• **DESCRIPTION OF THE TASK**:
Reply with nothing but how many lines in the entries below include "saved".

Collected data entries

——————————

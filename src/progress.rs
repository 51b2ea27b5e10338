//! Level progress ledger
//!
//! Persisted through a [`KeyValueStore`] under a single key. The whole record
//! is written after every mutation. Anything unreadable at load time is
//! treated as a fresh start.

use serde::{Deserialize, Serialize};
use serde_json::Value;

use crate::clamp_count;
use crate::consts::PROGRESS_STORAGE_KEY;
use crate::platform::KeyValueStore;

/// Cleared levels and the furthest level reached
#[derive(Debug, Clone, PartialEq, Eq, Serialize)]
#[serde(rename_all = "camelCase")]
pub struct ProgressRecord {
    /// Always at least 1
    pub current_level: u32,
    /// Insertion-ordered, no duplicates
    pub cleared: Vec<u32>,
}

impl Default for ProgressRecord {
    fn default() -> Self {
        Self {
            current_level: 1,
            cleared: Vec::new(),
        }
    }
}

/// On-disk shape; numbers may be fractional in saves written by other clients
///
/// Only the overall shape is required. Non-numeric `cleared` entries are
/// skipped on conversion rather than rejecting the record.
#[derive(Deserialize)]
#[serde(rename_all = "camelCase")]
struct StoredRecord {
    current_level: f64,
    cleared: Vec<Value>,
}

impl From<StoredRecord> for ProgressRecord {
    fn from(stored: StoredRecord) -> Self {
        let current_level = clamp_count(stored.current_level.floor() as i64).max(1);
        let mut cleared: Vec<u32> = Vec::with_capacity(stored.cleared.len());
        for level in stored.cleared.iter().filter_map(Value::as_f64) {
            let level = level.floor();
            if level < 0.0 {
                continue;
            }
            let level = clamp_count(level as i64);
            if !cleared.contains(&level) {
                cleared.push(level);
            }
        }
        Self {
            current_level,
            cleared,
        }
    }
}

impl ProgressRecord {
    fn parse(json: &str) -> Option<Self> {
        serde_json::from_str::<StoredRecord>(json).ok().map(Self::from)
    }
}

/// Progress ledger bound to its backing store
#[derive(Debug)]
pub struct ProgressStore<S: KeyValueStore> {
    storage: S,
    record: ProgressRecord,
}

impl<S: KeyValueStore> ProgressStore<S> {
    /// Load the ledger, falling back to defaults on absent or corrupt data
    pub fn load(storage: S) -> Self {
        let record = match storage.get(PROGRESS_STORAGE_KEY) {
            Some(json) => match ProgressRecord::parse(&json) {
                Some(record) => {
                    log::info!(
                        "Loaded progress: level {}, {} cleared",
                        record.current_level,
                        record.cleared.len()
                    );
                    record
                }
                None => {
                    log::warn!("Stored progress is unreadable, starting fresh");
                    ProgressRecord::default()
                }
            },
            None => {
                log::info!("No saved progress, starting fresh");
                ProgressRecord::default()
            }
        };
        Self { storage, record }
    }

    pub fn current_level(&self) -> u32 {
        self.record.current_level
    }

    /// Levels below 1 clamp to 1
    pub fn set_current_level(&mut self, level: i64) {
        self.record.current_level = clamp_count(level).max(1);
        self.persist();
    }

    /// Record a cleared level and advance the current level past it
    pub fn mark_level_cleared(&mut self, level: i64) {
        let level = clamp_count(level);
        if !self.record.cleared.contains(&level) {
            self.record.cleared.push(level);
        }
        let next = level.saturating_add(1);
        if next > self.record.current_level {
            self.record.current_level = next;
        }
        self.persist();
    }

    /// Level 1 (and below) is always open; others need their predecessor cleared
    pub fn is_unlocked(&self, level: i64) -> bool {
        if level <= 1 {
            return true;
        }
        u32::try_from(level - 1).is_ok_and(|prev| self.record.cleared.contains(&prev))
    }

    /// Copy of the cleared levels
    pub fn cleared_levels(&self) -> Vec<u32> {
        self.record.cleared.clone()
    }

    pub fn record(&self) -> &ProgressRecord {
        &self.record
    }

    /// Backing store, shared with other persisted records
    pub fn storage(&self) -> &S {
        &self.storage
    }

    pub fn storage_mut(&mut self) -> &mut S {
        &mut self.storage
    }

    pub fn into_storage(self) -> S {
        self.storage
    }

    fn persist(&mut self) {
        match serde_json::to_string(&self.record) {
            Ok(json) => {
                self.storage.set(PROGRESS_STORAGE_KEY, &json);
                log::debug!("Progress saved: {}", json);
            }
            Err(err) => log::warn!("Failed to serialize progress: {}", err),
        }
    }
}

——————————

• **SOLUTION BELOW**:
2